══ LISTED ENTRIES
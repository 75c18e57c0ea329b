//! Source location tracking for notation errors.
//!
//! Domains and access relations arrive as short pieces of set/map notation;
//! these types point error messages at the offending characters.

use std::fmt;
use serde::{Serialize, Deserialize};

/// A position in source text (line and column).
#[derive(Debug, Clone, Copy, PartialEq, Eq, Hash, Default, Serialize, Deserialize)]
pub struct SourceLocation {
    /// Line number (1-indexed)
    pub line: usize,
    /// Column number (1-indexed)
    pub column: usize,
    /// Byte offset from start of text
    pub offset: usize,
}

impl SourceLocation {
    /// Create a new source location.
    pub fn new(line: usize, column: usize, offset: usize) -> Self {
        Self { line, column, offset }
    }

    /// Location of the first character.
    pub fn start() -> Self {
        Self { line: 1, column: 1, offset: 0 }
    }
}

impl fmt::Display for SourceLocation {
    fn fmt(&self, f: &mut fmt::Formatter<'_>) -> fmt::Result {
        write!(f, "{}:{}", self.line, self.column)
    }
}

/// A span in source text (start and end positions).
#[derive(Debug, Clone, Copy, PartialEq, Eq, Hash, Default, Serialize, Deserialize)]
pub struct Span {
    /// Start line (1-indexed)
    pub start_line: usize,
    /// Start column (1-indexed)
    pub start_column: usize,
    /// End line (1-indexed)
    pub end_line: usize,
    /// End column (1-indexed)
    pub end_column: usize,
    /// Byte offset of start
    pub start_offset: usize,
    /// Byte offset of end
    pub end_offset: usize,
}

impl Span {
    /// Create a new span.
    pub fn new(start_line: usize, start_column: usize, end_line: usize, end_column: usize) -> Self {
        Self {
            start_line,
            start_column,
            end_line,
            end_column,
            start_offset: 0,
            end_offset: 0,
        }
    }

    /// Create a span from start and end locations.
    pub fn from_locations(start: SourceLocation, end: SourceLocation) -> Self {
        Self {
            start_line: start.line,
            start_column: start.column,
            end_line: end.line,
            end_column: end.column,
            start_offset: start.offset,
            end_offset: end.offset,
        }
    }

    /// Merge two spans to create a span covering both.
    pub fn merge(&self, other: &Span) -> Span {
        let (start, end) = if self.start_offset <= other.start_offset { (self, other) } else { (other, self) };
        let last = if end.end_offset >= start.end_offset { end } else { start };
        Span {
            start_line: start.start_line,
            start_column: start.start_column,
            end_line: last.end_line,
            end_column: last.end_column,
            start_offset: start.start_offset,
            end_offset: last.end_offset,
        }
    }

    /// Length of this span in bytes.
    pub fn len(&self) -> usize {
        self.end_offset.saturating_sub(self.start_offset)
    }

    /// Check if the span is empty.
    pub fn is_empty(&self) -> bool {
        self.start_offset == self.end_offset
    }
}

impl fmt::Display for Span {
    fn fmt(&self, f: &mut fmt::Formatter<'_>) -> fmt::Result {
        if self.start_line == self.end_line {
            write!(f, "{}:{}-{}", self.start_line, self.start_column, self.end_column)
        } else {
            write!(
                f,
                "{}:{}-{}:{}",
                self.start_line, self.start_column, self.end_line, self.end_column
            )
        }
    }
}

#[cfg(test)]
mod tests {
    use super::*;

    #[test]
    fn test_span_display() {
        assert_eq!(format!("{}", Span::new(1, 5, 1, 10)), "1:5-10");
        assert_eq!(format!("{}", Span::new(1, 5, 3, 10)), "1:5-3:10");
    }

    #[test]
    fn test_span_merge() {
        let a = Span::from_locations(SourceLocation::new(1, 1, 0), SourceLocation::new(1, 5, 4));
        let b = Span::from_locations(SourceLocation::new(1, 10, 9), SourceLocation::new(1, 15, 14));
        let merged = b.merge(&a);
        assert_eq!(merged.start_column, 1);
        assert_eq!(merged.end_column, 15);
        assert_eq!(merged.len(), 14);
    }
}
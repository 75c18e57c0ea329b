//! Dependence analysis for polyhedral programs.
//!
//! Dependences are computed exactly over the integers:
//! - Candidate pairs: both instances in their domains, the same array
//!   element, the source strictly before the target in the original schedule
//! - Last-write / next-write filtering: a pair is dropped when another write
//!   to the element executes strictly between source and target
//! - Distance bounds and direction vectors over the common loops
//! - RAW/WAR/WAW classification

use crate::ir::pir::{AccessKind, AccessRelation, PolyProgram, PolyStmt, StmtId};
use crate::polyhedral::constraint::Constraint;
use crate::polyhedral::expr::AffineExpr;
use crate::polyhedral::omega::Extremum;
use crate::polyhedral::operations::{self, lex_precedes};
use crate::polyhedral::set::{IntegerSet, UnionSet};
use crate::polyhedral::space::Space;
use crate::utils::errors::DependenceError;
use log::debug;
use serde::{Serialize, Deserialize};
use std::collections::BTreeSet;
use std::fmt;

/// A data dependence between two statements.
#[derive(Debug, Clone)]
pub struct Dependence {
    /// Source statement
    pub source: StmtId,
    /// Target statement
    pub target: StmtId,
    /// Kind of dependence
    pub kind: DependenceKind,
    /// Array involved in this dependence
    pub array: String,
    /// Dependence polyhedra (pairs of iterations with dependence)
    pub relation: DependenceRelation,
    /// Distance bounds per common loop
    pub bounds: Vec<DistanceBound>,
    /// Distance vector (if uniform)
    pub distance: Option<Vec<i64>>,
    /// Direction vector
    pub direction: Vec<Direction>,
    /// Outermost loop (by depth) that carries some pair
    pub level: Option<usize>,
    /// Whether every pair is ordered by textual position alone
    pub is_loop_independent: bool,
}

impl Dependence {
    /// Check a specific (source, target) pair.
    pub fn contains(&self, src_point: &[i64], tgt_point: &[i64], params: &[i64]) -> bool {
        self.relation.contains(src_point, tgt_point, params)
    }

    /// Get a human-readable description.
    pub fn description(&self) -> String {
        let dir_str: String = self.direction.iter().map(|d| d.to_char()).collect();
        format!(
            "{} -> {} [{}] on {} dir=<{}>",
            self.source,
            self.target,
            self.kind.short_name(),
            self.array,
            dir_str
        )
    }

    /// Serializable record for downstream consumers.
    pub fn summary(&self) -> DependenceSummary {
        DependenceSummary {
            kind: self.kind,
            source: self.source,
            target: self.target,
            array: self.array.clone(),
            level: self.level,
            is_loop_independent: self.is_loop_independent,
            distance: self.distance.clone(),
            direction: self.direction.clone(),
            bounds: self.bounds.clone(),
        }
    }
}

/// Kind of data dependence.
#[derive(Debug, Clone, Copy, PartialEq, Eq, PartialOrd, Ord, Hash, Serialize, Deserialize)]
pub enum DependenceKind {
    /// Read-after-write (true/flow dependence)
    Flow,
    /// Write-after-read (anti dependence)
    Anti,
    /// Write-after-write (output dependence)
    Output,
}

impl DependenceKind {
    /// Kind of the dependence from `src` to `tgt`, if any.
    pub fn classify(src: &AccessRelation, tgt: &AccessRelation) -> Option<DependenceKind> {
        match (src.kind, tgt.kind) {
            (AccessKind::Write, AccessKind::Read) => Some(DependenceKind::Flow),
            (AccessKind::Read, AccessKind::Write) => Some(DependenceKind::Anti),
            (AccessKind::Write, AccessKind::Write) => Some(DependenceKind::Output),
            (AccessKind::Read, AccessKind::Read) => None,
        }
    }

    /// Get short name for the dependence kind.
    pub fn short_name(&self) -> &'static str {
        match self {
            DependenceKind::Flow => "RAW",
            DependenceKind::Anti => "WAR",
            DependenceKind::Output => "WAW",
        }
    }
}

impl fmt::Display for DependenceKind {
    fn fmt(&self, f: &mut fmt::Formatter<'_>) -> fmt::Result {
        f.write_str(self.short_name())
    }
}

/// Direction of a dependence in one dimension.
#[derive(Debug, Clone, Copy, PartialEq, Eq, Hash, Serialize, Deserialize)]
pub enum Direction {
    /// < (forward dependence, positive distance)
    Lt,
    /// = (same iteration, zero distance)
    Eq,
    /// > (backward dependence, negative distance)
    Gt,
    /// <= (forward or same)
    Le,
    /// >= (backward or same)
    Ge,
    /// * (unknown/any direction)
    Star,
}

impl Direction {
    /// Get the character representation.
    pub fn to_char(&self) -> char {
        match self {
            Direction::Lt => '<',
            Direction::Eq => '=',
            Direction::Gt => '>',
            Direction::Le => '≤',
            Direction::Ge => '≥',
            Direction::Star => '*',
        }
    }

    /// Combine two directions (union).
    pub fn union(&self, other: &Direction) -> Direction {
        if self == other {
            return *self;
        }
        match (self, other) {
            (Direction::Lt, Direction::Eq) | (Direction::Eq, Direction::Lt) => Direction::Le,
            (Direction::Gt, Direction::Eq) | (Direction::Eq, Direction::Gt) => Direction::Ge,
            (Direction::Le, Direction::Lt | Direction::Eq) | (Direction::Lt | Direction::Eq, Direction::Le) => {
                Direction::Le
            }
            (Direction::Ge, Direction::Gt | Direction::Eq) | (Direction::Gt | Direction::Eq, Direction::Ge) => {
                Direction::Ge
            }
            _ => Direction::Star,
        }
    }

    /// Compute direction from a distance value.
    pub fn from_distance(dist: i64) -> Direction {
        match dist.cmp(&0) {
            std::cmp::Ordering::Less => Direction::Gt,
            std::cmp::Ordering::Equal => Direction::Eq,
            std::cmp::Ordering::Greater => Direction::Lt,
        }
    }

    /// Direction implied by distance bounds.
    pub fn from_bound(bound: &DistanceBound) -> Direction {
        match (bound.min, bound.max) {
            (Some(0), Some(0)) => Direction::Eq,
            (Some(lo), _) if lo > 0 => Direction::Lt,
            (_, Some(hi)) if hi < 0 => Direction::Gt,
            (Some(0), _) => Direction::Le,
            (_, Some(0)) => Direction::Ge,
            _ => Direction::Star,
        }
    }
}

/// Exact bounds of `target - source` along one loop; `None` is unbounded.
#[derive(Debug, Clone, Copy, PartialEq, Eq, Serialize, Deserialize)]
pub struct DistanceBound {
    /// Smallest distance
    pub min: Option<i64>,
    /// Largest distance
    pub max: Option<i64>,
}

impl DistanceBound {
    /// The distance, if it is the same for every pair.
    pub fn as_constant(&self) -> Option<i64> {
        match (self.min, self.max) {
            (Some(lo), Some(hi)) if lo == hi => Some(lo),
            _ => None,
        }
    }
}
════
TASK TO COMPLETE: Everything from the line containing "params: &[i64]) ->" through the line containing "for downstream consumers." in the material above should be retyped exactly, both ends included, and nothing more.

WRITTEN RESPONSE:
    pub fn contains(&self, src_point: &[i64], tgt_point: &[i64], params: &[i64]) -> bool {
        self.relation.contains(src_point, tgt_point, params)
    }

    /// Get a human-readable description.
    pub fn description(&self) -> String {
        let dir_str: String = self.direction.iter().map(|d| d.to_char()).collect();
        format!(
            "{} -> {} [{}] on {} dir=<{}>",
            self.source,
            self.target,
            self.kind.short_name(),
            self.array,
            dir_str
        )
    }

    /// Serializable record for downstream consumers.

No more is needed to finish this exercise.